A entrada de Artaud na cena literária ocorreu por meio de intensa correspôndencia com Jacques Riviére, nos anos de 1923 e 1924, período anterior a sua ligação com o Surrealismo. Nestes escritos podem-se notar indícios da concepção de arte pretendida pelo poeta: uma forma de escrever mais livre e menos “literária”. Artaud assinala para Riviére que:
Eu sofro de uma terrível doença do espírito. Meu pensamento me abandona em todos os níveis. Desde o simples fato de pensá-lo até o fato de materilizá-lo em palavras. Palavras, formas de frases, direções internas do pensamento, reações simples do espírito, eu estou em busca constante do meu ser intelectual. Quando consigo apreender uma forma, tão imperfeita que seja eu a fixo, no temor de perder todo o meu pensamento. Eu estou abaixo de mim mesmo, eu o sei, eu sofro, mas consinto exatamente para não morrer ( ARTAUD, 2004, p.69) .
Nesse trecho, o escritor apresenta dificuldades em materializar o sentido das palavras que estão em seu pensamento.
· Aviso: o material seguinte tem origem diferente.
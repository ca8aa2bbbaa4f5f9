//! Masked language model adapter.
//!
//! Wraps an external masked LM behind the narrow contract the corrector
//! needs: top-K candidates at a masked word, a vocabulary membership test,
//! and the confusion-pair fallback. The model handle is passed explicitly
//! into the post-processor; there is no process-global instance.

pub mod backend;
pub mod tokenizer;
pub mod vocab;

pub use backend::{MaskedLmBackend, OnnxMaskedLm};
pub use tokenizer::{EncodedInput, WordPieceTokenizer};
pub use vocab::{SpecialTokens, Vocabulary};

use crate::config::LmConfig;
use crate::script::contains_hebrew;
use crate::types::{MaskPrediction, TokenPrediction};
use std::collections::BTreeSet;
use std::sync::Arc;

/// Shared masked-LM handle: tokenizer + optional inference backend.
///
/// Cheap to clone; pages processed in parallel share one instance. When no
/// backend is attached (`disabled`), predictions return `None` and callers
/// skip LM-driven correction gracefully.
#[derive(Debug, Clone)]
pub struct MaskedLm {
    backend: Option<Arc<dyn MaskedLmBackend>>,
    tokenizer: WordPieceTokenizer,
    max_len: usize,
    top_k: usize,
}

impl std::fmt::Debug for dyn MaskedLmBackend {
    fn fmt(&self, f: &mut std::fmt::Formatter<'_>) -> std::fmt::Result {
        f.write_str("MaskedLmBackend")
    }
}

impl MaskedLm {
    pub fn new(backend: Arc<dyn MaskedLmBackend>, vocab: Arc<Vocabulary>, config: &LmConfig) -> Self {
        Self {
            backend: Some(backend),
            tokenizer: WordPieceTokenizer::new(vocab),
            max_len: config.max_len,
            top_k: config.top_k,
        }
    }

    /// An adapter without an inference backend: vocabulary-only operations
    /// still work, predictions are absent.
    pub fn disabled(vocab: Arc<Vocabulary>, config: &LmConfig) -> Self {
        Self {
            backend: None,
            tokenizer: WordPieceTokenizer::new(vocab),
            max_len: config.max_len,
            top_k: config.top_k,
        }
    }

    pub fn is_ready(&self) -> bool {
        self.backend.is_some()
    }

    pub fn tokenizer(&self) -> &WordPieceTokenizer {
        &self.tokenizer
    }

    /// Predict candidates for `word_to_mask` within `line_text`.
    ///
    /// Returns `None` when the model is absent, the word produced no mask
    /// position, or inference failed; per-word failures never abort a page.
    pub async fn predict_masked(&self, line_text: &str, word_to_mask: &str) -> Option<MaskPrediction> {
        let backend = self.backend.as_ref()?;

        let encoded = self.tokenizer.encode_with_mask(line_text, word_to_mask, self.max_len);
        let first_mask = *encoded.mask_positions.first()?;

        let logits = match backend.forward(&encoded).await {
            Ok(logits) => logits,
            Err(e) => {
                tracing::warn!(word = word_to_mask, "masked prediction failed: {}", e);
                return None;
            }
        };
        let row = logits.row(first_mask);

        let probabilities = softmax(row.as_slice()?);
        let mut indexed: Vec<(usize, f32)> = probabilities.into_iter().enumerate().collect();
        indexed.sort_by(|a, b| b.1.total_cmp(&a.1));

        let vocab = self.tokenizer.vocab();
        let top_k: Vec<TokenPrediction> = indexed
            .into_iter()
            .take(self.top_k)
            .filter_map(|(id, probability)| {
                vocab.token_at(id as u32).map(|token| TokenPrediction {
                    token: token.to_string(),
                    probability,
                })
            })
            .collect();

        let hebrew_probability = top_k
            .iter()
            .filter(|p| contains_hebrew(&p.token))
            .map(|p| p.probability)
            .sum();

        Some(MaskPrediction { top_k, hebrew_probability })
    }

    /// Single-substitution correction against a set of visually confusable
    /// letter pairs.
    ///
    /// Words already in the vocabulary are left alone. A correction is
    /// returned only when exactly one in-vocabulary candidate exists;
    /// ambiguity means no correction.
    pub fn correct_by_confusion(&self, word: &str, pairs: &[(char, char)]) -> Option<String> {
        if self.tokenizer.is_in_vocab(word) {
            return None;
        }

        let chars: Vec<char> = word.chars().collect();
        let mut candidates = BTreeSet::new();
        for (position, &c) in chars.iter().enumerate() {
            for &(a, b) in pairs {
                let replacement = if c == a {
                    b
                } else if c == b {
                    a
                } else {
                    continue;
                };
                let mut candidate = chars.clone();
                candidate[position] = replacement;
                let candidate: String = candidate.into_iter().collect();
                if self.tokenizer.is_in_vocab(&candidate) {
                    candidates.insert(candidate);
                }
            }
        }

        if candidates.len() == 1 {
            candidates.into_iter().next()
        } else {
            None
        }
    }
}

/// Numerically stable softmax: shift by the row maximum before
/// exponentiation.
fn softmax(logits: &[f32]) -> Vec<f32> {
    let max = logits.iter().copied().fold(f32::NEG_INFINITY, f32::max);
    let exps: Vec<f32> = logits.iter().map(|&v| (v - max).exp()).collect();
    let sum: f32 = exps.iter().sum();
    exps.into_iter().map(|v| v / sum).collect()
}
Além disso, não consegue encontrar uma forma exata para a expressão delas. Como apontou Carlos Lima (2008, p.368), Artaud se apresenta como o “renegado do discurso linear”, um autor que, desde o início, não conseguia se enquadrar nos moldes de uma arte convencional.
O ato dialogado Jato de Sangue, escrito por Artaud em 1925, nos traz algumas dessas características, já mencionadas na correspondência com Riviére. O texto pertence à obra O Umbigo dos Limbos, composta também por poemas e cartas-manifesto. A maioria das produções desse livro são textos destinados à reflexão sobre o fazer poético de Artaud.
Essa peça de Artaud possui dois grupos de personagens.
Primeiramente são apresentados para o leitor: rapaz, moça, cavalheiro, ama-de-leite. Na sequência dos acontecimentos, o texto introduz aqueles que são denominados como “sombras”: padre, sapateiro, sacristão, alcoviteira, juiz e verdureira. A história não possui uma sequência linear de fatos, ou seja, não se apresenta como uma narrativa convencional dotada de começo, meio e fim.
47 O único ato da peça inicia-se com um diálogo entre as figuras do rapaz e da moça. Nessa conversa, os personagens declaram o amor que possuem
MOÇA - (afastando-se e colocando-se de frente para ele) – Pronto.
RAPAZ – (em tom exaltado, agudíssimo) – Te amo, sou grande, sou lúcido, sou musculoso, sou denso.
MOÇA – (em um mesmo tom agudíssimo) – Nós nos amamos.
RAPAZ – Somos intensos. Ah! Que bem organizado está o mundo!
(ARTAUD, 2001,p.1).
O clima acima é interrompido pelo choque de dois astros, como nos mostra a rubrica que aparece logo em seguida:
Pausa. Se ouve o ruído de uma imensa roda que gira, expelindo vento.
Um furacão separa-os. Nesse momento, dois astros se chocam e começam a cair, em carne viva, pernas pés, mãos, cabeleiras, máscaras, colunas, pórticos, templos, alambiques; caem, mas cada vez mais devagar, como se caíssem no vácuo( ...) (ARTAUD, 2001, p. 1).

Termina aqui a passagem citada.